Jacques Higelin va commencer sa
carrière de show-man et faire les premières parties de vedettes anglo-saxonnes
comme Sparks ou Sly
and the Family Stone. Son auditoire s’agrandit et ses concerts
deviennent célèbres par leurs durées interminables au grand plaisir des
spectateurs. Des concerts souvent donnés au profit d’associations, de journaux
ou de partis de gauche.
HIGELIN ET LES SUPER GOUJATS |
«BBH 75» est resté une référence pour les
groupes français de cette époque et pour Téléphone le premier.
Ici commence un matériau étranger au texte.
//! Clock + cursor composed into a seekable timeline of fixed duration.
//!
//! The virtual clock only runs forward. Backward travel is expressed by
//! folding clock time around a pivot: while heading backward the playhead
//! moves down by however much virtual time has elapsed since the pivot.

use crate::boundary::PlaybackDirection;
use crate::clock::VirtualClock;
use crate::cursor::{EventBatch, EventCursor};
use crate::error::{PlaybackError, Result};
use crate::sequence::{EventSequence, TimedEvent};

const DURATION_EPSILON: f64 = 1e-9;

/// Clock reading at which the playhead was last placed.
#[derive(Clone, Copy, Debug, Default, PartialEq)]
pub struct Pivot {
    pub virtual_time: f64,
    pub position: f64,
}

impl Pivot {
    fn at(t: f64) -> Self {
        Self {
            virtual_time: t,
            position: t,
        }
    }
}

#[derive(Debug)]
pub struct SeekableTimeline<E> {
    clock: VirtualClock,
    cursor: EventCursor<E>,
    duration: f64,
    pivot: Pivot,
}

impl<E: TimedEvent> SeekableTimeline<E> {
    pub fn new(events: EventSequence<E>, duration: f64, clock: VirtualClock) -> Result<Self> {
        if !duration.is_finite() || duration < 0.0 {
            return Err(PlaybackError::InvalidDuration(duration));
        }
        Ok(Self {
            clock,
            cursor: EventCursor::new(events),
            duration,
            pivot: Pivot::default(),
        })
    }

    pub fn clock(&self) -> &VirtualClock {
        &self.clock
    }

    pub fn clock_mut(&mut self) -> &mut VirtualClock {
        &mut self.clock
    }

    pub fn cursor(&self) -> &EventCursor<E> {
        &self.cursor
    }

    pub fn cursor_mut(&mut self) -> &mut EventCursor<E> {
        &mut self.cursor
    }

    pub fn events(&self) -> &EventSequence<E> {
        self.cursor.events()
    }

    pub fn is_empty(&self) -> bool {
        self.cursor.is_empty()
    }

    pub fn duration(&self) -> f64 {
        self.duration
    }

    pub fn pivot(&self) -> Pivot {
        self.pivot
    }

    /// Playhead in virtual seconds. Not clamped to the duration.
    pub fn position_seconds(&self, direction: PlaybackDirection) -> f64 {
        let elapsed = self.clock.virtual_now() - self.pivot.virtual_time;
        self.pivot.position + direction.sign() * elapsed
    }

    /// Fraction of the duration covered, in `[0, 1]`.
    pub fn progress(&self, direction: PlaybackDirection) -> f64 {
        if self.duration.abs() < DURATION_EPSILON {
            return 0.0;
        }
        (self.position_seconds(direction) / self.duration).clamp(0.0, 1.0)
    }

    /// Drain the events crossed since the last call.
    pub fn advance(&mut self, direction: PlaybackDirection) -> EventBatch {
        let position = self.position_seconds(direction);
        match direction {
            PlaybackDirection::Forward => self.cursor.drain_forward(position),
            PlaybackDirection::Backward => self.cursor.drain_backward(position),
        }
    }

    /// Whether the cursor has run out of events in `direction`.
    pub fn at_boundary(&self, direction: PlaybackDirection) -> bool {
        match direction {
            PlaybackDirection::Forward => self.cursor.at_end(),
            PlaybackDirection::Backward => self.cursor.at_start(),
        }
    }

    /// Jump to `target` seconds, clamped into `[0, duration]`.
    ///
    /// Returns the clamped position.
    pub fn seek(&mut self, target: f64, direction: PlaybackDirection) -> Result<f64> {
        if self.cursor.is_empty() {
            return Err(PlaybackError::EmptyTimeline);
        }
        let position = if target.is_nan() {
            0.0
        } else {
            target.clamp(0.0, self.duration)
        };
        self.snap_to(position);
        match direction {
            PlaybackDirection::Forward => self.cursor.seek_to(position),
            PlaybackDirection::Backward => self.cursor.seek_backward_to(position),
        }
        tracing::debug!(requested = target, position, %direction, "timeline seek");
        Ok(position)
    }

    pub fn seek_relative(&mut self, delta: f64, direction: PlaybackDirection) -> Result<f64> {
        let current = self.position_seconds(direction);
        self.seek(current + delta, direction)
    }

    /// Place the playhead at `position` without touching the cursor.
    pub fn snap_to(&mut self, position: f64) {
        self.clock.snap_position(position);
        self.pivot = Pivot::at(position);
    }

    /// Go back to the edge `direction` starts from.
    pub fn rewind(&mut self, direction: PlaybackDirection) {
        match direction {
            PlaybackDirection::Forward => {
                self.cursor.reset_to_start();
                self.snap_to(0.0);
            }
            PlaybackDirection::Backward => {
                self.cursor.reset_to_end();
                self.cursor.turn(PlaybackDirection::Backward);
                self.snap_to(self.duration);
            }
        }
    }

    /// Turn the playhead around in place.
    pub fn set_heading(&mut self, from: PlaybackDirection, to: PlaybackDirection) {
        if from == to {
            return;
        }
        self.pivot = Pivot {
            virtual_time: self.clock.virtual_now(),
            position: self.position_seconds(from),
        };
        self.cursor.turn(to);
    }

    /// Back to the unstarted state at position 0.
    pub fn reset(&mut self) {
        self.clock.reset();
        self.cursor.reset_to_start();
        self.pivot = Pivot::default();
    }
}
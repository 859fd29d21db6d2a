//! Subscriber registry for playback notifications.
//!
//! Handlers are called without any lock held, so a handler may subscribe,
//! unsubscribe or drive the player re-entrantly.

use parking_lot::RwLock;
use slotmap::{new_key_type, SlotMap};
use smallvec::SmallVec;
use std::sync::Arc;

new_key_type! {
    /// Handle returned by a subscription, used to unsubscribe.
    pub struct SubscriptionId;
}

/// Boxed notification handler
pub type Handler<T> = Arc<dyn Fn(&T) + Send + Sync>;

/// A set of handlers receiving `&T` notifications.
pub struct Subscribers<T> {
    handlers: RwLock<SlotMap<SubscriptionId, Handler<T>>>,
}

impl<T> Subscribers<T> {
    pub fn new() -> Self {
        Self {
            handlers: RwLock::new(SlotMap::with_key()),
        }
    }

    /// Register a handler
    pub fn subscribe<F>(&self, handler: F) -> SubscriptionId
    where
        F: Fn(&T) + Send + Sync + 'static,
    {
        self.handlers.write().insert(Arc::new(handler))
    }

    /// Remove a handler. Returns whether it was registered.
    pub fn unsubscribe(&self, id: SubscriptionId) -> bool {
        self.handlers.write().remove(id).is_some()
    }

    pub fn len(&self) -> usize {
        self.handlers.read().len()
    }

    pub fn is_empty(&self) -> bool {
        self.handlers.read().is_empty()
    }

    /// Call every handler registered at the time of the call.
    pub fn emit(&self, value: &T) {
        self.emit_each(|handler| handler(value));
    }

    /// Pass each currently registered handler to `call`, with no lock held.
    pub fn emit_each<F>(&self, mut call: F)
    where
        F: FnMut(&Handler<T>),
    {
        let snapshot: SmallVec<[Handler<T>; 4]> =
            self.handlers.read().values().cloned().collect();
        for handler in &snapshot {
            call(handler);
        }
    }
}

impl<T> Default for Subscribers<T> {
    fn default() -> Self {
        Self::new()
    }
}
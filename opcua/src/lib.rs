//! OPC UA binary client for Rust
//!
//! Connects to OPC UA servers over UA-TCP (`opc.tcp://`), opens a secure
//! channel, creates and activates a session and keeps subscriptions flowing
//! through a background publish loop.
//!
//! # Architecture
//!
//! The library is organized as a workspace with multiple crates:
//!
//! - `opcua-core`: built-in data types, status codes and the error type
//! - `opcua-binary`: OPC UA Binary encoding and the extension object registry
//! - `opcua-transport`: TCP and in-memory byte stream transports
//! - `opcua-security`: security policies, key derivation, certificates and user identities
//! - `opcua-conversation`: UA-TCP framing, chunk security and reassembly
//! - `opcua-services`: service request and response messages
//! - `opcua-client`: secure channel, session and subscription engine
//!
//! # Usage
//!
//! ```no_run
//! use opcua::client::{ClientBuilder, MonitoredItemParameters, SubscriptionParameters};
//! use opcua::NodeId;
//! # async fn run(endpoint: opcua::services::EndpointDescription) -> opcua::UaResult<()> {
//! let session = ClientBuilder::new().endpoint(endpoint).build()?;
//! session.open().await?;
//! let id = session.create_subscription(SubscriptionParameters::with_interval(500.0)).await?;
//! let mut events = session.subscribe(id)?;
//! session
//!     .create_monitored_items(id, vec![MonitoredItemParameters::value_of(NodeId::numeric(0, 2258))])
//!     .await?;
//! while let Some(event) = events.recv().await {
//!     println!("{:?}", event);
//! }
//! # Ok(())
//! # }
//! ```

// Re-export core types
pub use opcua_core::datatypes::*;
pub use opcua_core::{StatusCode, UaError, UaResult};

// Re-export client API
pub mod client {
    pub use opcua_client::*;
}

pub mod services {
    pub use opcua_services::*;
}

pub mod security {
    pub use opcua_security::*;
}

pub mod transport {
    pub use opcua_transport::*;
}

pub mod binary {
    pub use opcua_binary::*;
}

pub mod conversation {
    pub use opcua_conversation::*;
}
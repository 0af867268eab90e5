use crate::status_code::StatusCode;
use thiserror::Error;

/// Main error type for OPC UA client operations
///
/// The variants follow the failure taxonomy of the client stack:
/// transport errors, protocol/decoding errors, security errors, service faults
/// (scoped to one request), session faults and channel aborts.
#[derive(Error, Debug)]
pub enum UaError {
    #[error("Connection error: {0}")]
    Connection(#[from] std::io::Error),

    #[error("Timeout")]
    Timeout,

    #[error("Request cancelled")]
    Cancelled,

    #[error("Decoding error ({status}): {message}")]
    Decoding { status: StatusCode, message: String },

    #[error("Encoding error ({status}): {message}")]
    Encoding { status: StatusCode, message: String },

    #[error("Protocol error ({status}): {message}")]
    Protocol { status: StatusCode, message: String },

    #[error("Security checks failed: {0}")]
    SecurityChecksFailed(String),

    #[error("Identity token rejected: {0}")]
    IdentityTokenRejected(StatusCode),

    #[error("Service fault: {0}")]
    ServiceFault(StatusCode),

    #[error("Session error: {0}")]
    Session(StatusCode),

    #[error("Channel aborted: {0}")]
    ChannelAborted(StatusCode),

    #[error("Server reported error {status}: {reason}")]
    RemoteError { status: StatusCode, reason: String },

    #[error("Invalid state: {0}")]
    InvalidState(String),

    #[error("Invalid data: {0}")]
    InvalidData(String),
}

impl UaError {
    /// Decoding error with `BadDecodingError`
    pub fn decoding(message: impl Into<String>) -> Self {
        UaError::Decoding {
            status: StatusCode::BAD_DECODING_ERROR,
            message: message.into(),
        }
    }

    /// Decoding error caused by a configured limit
    pub fn decoding_limit(message: impl Into<String>) -> Self {
        UaError::Decoding {
            status: StatusCode::BAD_ENCODING_LIMITS_EXCEEDED,
            message: message.into(),
        }
    }

    /// Encoding error with `BadEncodingError`
    pub fn encoding(message: impl Into<String>) -> Self {
        UaError::Encoding {
            status: StatusCode::BAD_ENCODING_ERROR,
            message: message.into(),
        }
    }

    /// Encoding error caused by a negotiated limit
    pub fn encoding_limit(status: StatusCode, message: impl Into<String>) -> Self {
        UaError::Encoding {
            status,
            message: message.into(),
        }
    }

    /// Protocol violation on the secure channel
    pub fn protocol(status: StatusCode, message: impl Into<String>) -> Self {
        UaError::Protocol {
            status,
            message: message.into(),
        }
    }

    /// Map the error onto an OPC UA status code
    pub fn status_code(&self) -> StatusCode {
        match self {
            UaError::Connection(_) => StatusCode::BAD_COMMUNICATION_ERROR,
            UaError::Timeout => StatusCode::BAD_TIMEOUT,
            UaError::Cancelled => StatusCode::BAD_REQUEST_CANCELLED_BY_CLIENT,
            UaError::Decoding { status, .. }
            | UaError::Encoding { status, .. }
            | UaError::Protocol { status, .. }
            | UaError::RemoteError { status, .. } => *status,
            UaError::SecurityChecksFailed(_) => StatusCode::BAD_SECURITY_CHECKS_FAILED,
            UaError::IdentityTokenRejected(status)
            | UaError::ServiceFault(status)
            | UaError::Session(status)
            | UaError::ChannelAborted(status) => *status,
            UaError::InvalidState(_) => StatusCode::BAD_INVALID_STATE,
            UaError::InvalidData(_) => StatusCode::BAD_INVALID_ARGUMENT,
        }
    }

    /// Whether retrying on a fresh channel or session may succeed
    ///
    /// Transport failures, timeouts, channel aborts and session faults are
    /// retriable. Security and identity failures are not: retrying with the same
    /// credentials yields the same answer.
    pub fn is_retriable(&self) -> bool {
        match self {
            UaError::Connection(_)
            | UaError::Timeout
            | UaError::ChannelAborted(_)
            | UaError::Session(_) => true,
            UaError::RemoteError { status, .. } => !status.is_security_error(),
            UaError::ServiceFault(status) => {
                *status == StatusCode::BAD_TIMEOUT || *status == StatusCode::BAD_TOO_MANY_OPERATIONS
            }
            _ => false,
        }
    }

    /// Whether this error means the channel it happened on is unusable
    pub fn is_channel_fatal(&self) -> bool {
        matches!(
            self,
            UaError::Connection(_)
                | UaError::Protocol { .. }
                | UaError::ChannelAborted(_)
                | UaError::RemoteError { .. }
        )
    }
}

/// Result type alias for OPC UA operations
pub type UaResult<T> = Result<T, UaError>;

#[cfg(test)]
mod tests {
    use super::*;

    #[test]
    fn test_status_code_mapping() {
        assert_eq!(UaError::Timeout.status_code(), StatusCode::BAD_TIMEOUT);
        assert_eq!(
            UaError::decoding("bad length").status_code(),
            StatusCode::BAD_DECODING_ERROR
        );
        assert_eq!(
            UaError::Session(StatusCode::BAD_SESSION_ID_INVALID).status_code(),
            StatusCode::BAD_SESSION_ID_INVALID
        );
    }

    #[test]
    fn test_retriable_classification() {
        assert!(UaError::Timeout.is_retriable());
        assert!(UaError::ChannelAborted(StatusCode::BAD_CONNECTION_CLOSED).is_retriable());
        assert!(!UaError::SecurityChecksFailed("rejected".into()).is_retriable());
        assert!(!UaError::IdentityTokenRejected(StatusCode::BAD_IDENTITY_TOKEN_REJECTED).is_retriable());
    }
}
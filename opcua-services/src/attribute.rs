//! Read service

use crate::enums::TimestampsToReturn;
use crate::header::{RequestHeader, ResponseHeader};
use crate::service::impl_service;
use opcua_binary::{impl_encodable_struct, impl_structure};
use opcua_core::{DataValue, DiagnosticInfo, NodeId, QualifiedName, UaString};

/// Attribute id of the Value attribute
pub const VALUE_ATTRIBUTE_ID: u32 = 13;

/// Node and attribute to read or monitor
#[derive(Debug, Clone, PartialEq, Default)]
pub struct ReadValueId {
    pub node_id: NodeId,
    pub attribute_id: u32,
    pub index_range: UaString,
    pub data_encoding: QualifiedName,
}

impl_encodable_struct!(ReadValueId {
    node_id,
    attribute_id,
    index_range,
    data_encoding,
});
impl_structure!(ReadValueId, 626, 628);

impl ReadValueId {
    /// The Value attribute of `node_id`
    pub fn value_of(node_id: NodeId) -> Self {
        Self {
            node_id,
            attribute_id: VALUE_ATTRIBUTE_ID,
            ..Default::default()
        }
    }
}

#[derive(Debug, Clone, PartialEq, Default)]
pub struct ReadRequest {
    pub request_header: RequestHeader,
    /// Maximum age of cached values in milliseconds
    pub max_age: f64,
    pub timestamps_to_return: TimestampsToReturn,
    pub nodes_to_read: Vec<ReadValueId>,
}

impl_encodable_struct!(ReadRequest {
    request_header,
    max_age,
    timestamps_to_return,
    nodes_to_read,
});
impl_structure!(ReadRequest, 629, 631);

#[derive(Debug, Clone, PartialEq, Default)]
pub struct ReadResponse {
    pub response_header: ResponseHeader,
    pub results: Vec<DataValue>,
    pub diagnostic_infos: Vec<DiagnosticInfo>,
}

impl_encodable_struct!(ReadResponse {
    response_header,
    results,
    diagnostic_infos,
});
impl_structure!(ReadResponse, 632, 634);
impl_service!(ReadRequest => ReadResponse);
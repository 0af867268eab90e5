//! Random nonces

use opcua_core::{UaError, UaResult};
use ring::rand::{SecureRandom, SystemRandom};

/// Generate `length` cryptographically random bytes
pub fn generate_nonce(length: usize) -> UaResult<Vec<u8>> {
    let rng = SystemRandom::new();
    let mut nonce = vec![0u8; length];
    rng.fill(&mut nonce)
        .map_err(|_| UaError::SecurityChecksFailed("Failed to generate nonce".to_string()))?;
    Ok(nonce)
}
Louis Bertignac rejoindra les super
goujats la même année avec l’album suivant «Irradié». «BBH 75»
un album punk-Rock ? Rock tout simplement ? Chacun voit midi à sa
porte. «BBH
75», un album qui ferait grincer des dents à ceux pour qui Higelin
c’est «Tombé
du Ciel» !
La suite sera une série d’album dans le même genre
avec plus de ballades. «Alertez les bébés», «No Man’s Land» jusqu’à «Champagne…»
et «Caviar…»
les plus belles périodes d’un Higelin qui avait trouvé sa propre identité.
«BBH 75» ? Un des sommets absolus du rock
made in France, toutes les bonnes discothèques qui se respectent se doivent de posséder
cet album et pour preuve, je l’ai !!!
Bennaroch d'accord. Mais Charles tu en es sûr Pat ? Non parce que moi j'en connais un autre de Bennaroch (éminent lui aussi), mais il se prénomme Denis. Ou alors c'est que c'est le frangin.
RépondreSupprimerTout a fait sur ! L'autre Bennaroch est bien Denis qui a joué avec Samson, Cabrel, Nougaro, Jonasz, Renaud, Souchon et tout ce que la France peut compter de chanteurs. C'est un musicien de studio et de tournées. Son Frangin ? Peut-être ? Je n'ai aucune info la dessus !
RépondreSupprimerJ'aime presque toutes les périodes d'Higelin. Son triple live à Mogador m'avait énormément marqué, un pur live de Rock, et ces morceaux rallongés, bourrés de chorus, de cuivres, de ruptures, très blues, et d'interactions avec le public. Des plages de 20 minutes dans un disque de "variété" française, c'était pas commun ! "Banlieue Boogie" est un de mes titres préférés.
RépondreSupprimerTout les lives d'Higelin sont excellents. le triple live à Mogador reste le meilleur (avec le casino de Paris et Bercy peut etre). Pour Mogador, je garde les versions d'"Irradié" et "Le minimum", mais je trouves que le meilleurs titre reste "Paris-New York/New York-Paris", mais je te le conçois,la version de "Banlieue Boogie Blues" reste un summum de l'orchestration sur ce disque avec un final dantesque !
RépondreSupprimerJ'aime particulièrement cette période d'Higelin. Il est créatif, la musique a la violence de ses mots. Je les ai tous en vinyle, même "BBH75", difficile à trouver, car il ne s'en est pas vendu des masses. Mon préféré reste "Irradié".